Gametime+ and similar programs are another story. To my mind, that is too much information. And while it may be useful at the moment, I’d argue that it ultimately inhibits one’s ability to assimilate the patterns and situations of poker. If you consult a chart every time you call, raise or fold, is the pertinent information really shaping your future judgments, especially in the adaptive unconscious? Is the person at the blackjack table with the hand chart really learning how to play the game? It’s lazy, leaning on all that information, believing—like the Pentagon—it will get you through any troublesome spot.

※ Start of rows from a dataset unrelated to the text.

//! Error types for group call coordination

use thiserror::Error;

use crate::lifecycle::SessionStatus;

/// Result type for group call operations
pub type GroupCallResult<T> = Result<T, GroupCallError>;

/// Errors that can occur while coordinating a group call
#[derive(Debug, Clone, PartialEq, Error)]
pub enum GroupCallError {
    /// The proof provider could not supply a membership proof
    #[error("Membership proof unavailable: {reason}")]
    ProofUnavailable { reason: String },

    /// The group membership source could not resolve the roster
    #[error("Group members unavailable: {reason}")]
    MembersUnavailable { reason: String },

    /// Querying call occupancy failed
    #[error("Peek failed: {reason}")]
    PeekFailed { reason: String },

    /// Network or transport level failure
    #[error("Network error: {reason}")]
    NetworkError { reason: String },

    /// Lifecycle transition not allowed from the current state
    #[error("Invalid transition from {from:?} to {to:?}")]
    InvalidTransition { from: SessionStatus, to: SessionStatus },

    /// Operation attempted after the session ended
    #[error("Session has ended")]
    SessionEnded,

    /// Configuration value out of range
    #[error("Invalid configuration for {field}: {reason}")]
    InvalidConfiguration { field: String, reason: String },

    /// Internal error
    #[error("Internal error: {message}")]
    InternalError { message: String },
}

impl GroupCallError {
    pub fn proof_unavailable(reason: impl Into<String>) -> Self {
        Self::ProofUnavailable { reason: reason.into() }
    }

    pub fn members_unavailable(reason: impl Into<String>) -> Self {
        Self::MembersUnavailable { reason: reason.into() }
    }

    pub fn peek_failed(reason: impl Into<String>) -> Self {
        Self::PeekFailed { reason: reason.into() }
    }

    pub fn network(reason: impl Into<String>) -> Self {
        Self::NetworkError { reason: reason.into() }
    }

    pub fn invalid_configuration(field: impl Into<String>, reason: impl Into<String>) -> Self {
        Self::InvalidConfiguration {
            field: field.into(),
            reason: reason.into(),
        }
    }

    pub fn internal(message: impl Into<String>) -> Self {
        Self::InternalError { message: message.into() }
    }

    /// Whether retrying the failed operation may succeed.
    pub fn is_recoverable(&self) -> bool {
        match self {
            GroupCallError::ProofUnavailable { .. }
            | GroupCallError::MembersUnavailable { .. }
            | GroupCallError::PeekFailed { .. }
            | GroupCallError::NetworkError { .. } => true,
            GroupCallError::InvalidTransition { .. }
            | GroupCallError::SessionEnded
            | GroupCallError::InvalidConfiguration { .. }
            | GroupCallError::InternalError { .. } => false,
        }
    }

    /// Short category used as a structured logging field.
    pub fn category(&self) -> &'static str {
        match self {
            GroupCallError::ProofUnavailable { .. } => "proof",
            GroupCallError::MembersUnavailable { .. } => "membership",
            GroupCallError::PeekFailed { .. } => "peek",
            GroupCallError::NetworkError { .. } => "network",
            GroupCallError::InvalidTransition { .. } | GroupCallError::SessionEnded => "lifecycle",
            GroupCallError::InvalidConfiguration { .. } => "configuration",
            GroupCallError::InternalError { .. } => "internal",
        }
    }
}

#[cfg(test)]
mod tests {
    use super::*;

    #[test]
    fn test_recoverable_classification() {
        assert!(GroupCallError::proof_unavailable("offline").is_recoverable());
        assert!(GroupCallError::peek_failed("timeout").is_recoverable());
        assert!(!GroupCallError::SessionEnded.is_recoverable());
        assert!(!GroupCallError::invalid_configuration("tick_interval", "zero").is_recoverable());
    }

    #[test]
    fn test_display_and_category() {
        let err = GroupCallError::InvalidTransition {
            from: SessionStatus::Ended,
            to: SessionStatus::Joined,
        };
        assert_eq!(err.to_string(), "Invalid transition from Ended to Joined");
        assert_eq!(err.category(), "lifecycle");
        assert_eq!(GroupCallError::members_unavailable("x").category(), "membership");
    }
}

I'm the guy who was always the first done with the test. I'm the guy who answers the "Jeopardy!" questions before Trebek can get them out. I'm not trying to be impressive. It's just that's the way I work. Part of it is genetic impatience. The rest is just trusting that first impression. Has it gotten me into trouble? Of course. But there is such a thing as too much information. Especially in situations, like poker, where everything CAN’T be known. Take the maniac who just raised pre-flop...again. Instantly you know he’s been doing it 40% of the time. Which tells you nothing as far as what kind of hand he’s holding this time. Like the US government in the war simulation example, all that knowledge is no defense against an unpredictable opponent, even a stupid one. All you really have are your wits, your practiced ability to correctly read the situation. Feed the adaptive unconscious with relevant knowledge and get out of the way. Your instincts have great value. Don’t talk yourself out of them.

What? The hand? Oh.

I called the raise. He flipped QQ. I went out on the bubble.

Clearly, I need work.

1 Comments:

At 2:41 PM, Blogger April said...

Great write-up. Nice to know there is something to "that feeling" after all. And I often find myself in the situation of overiding my gut instincts and going with the "book"...and then regretting it.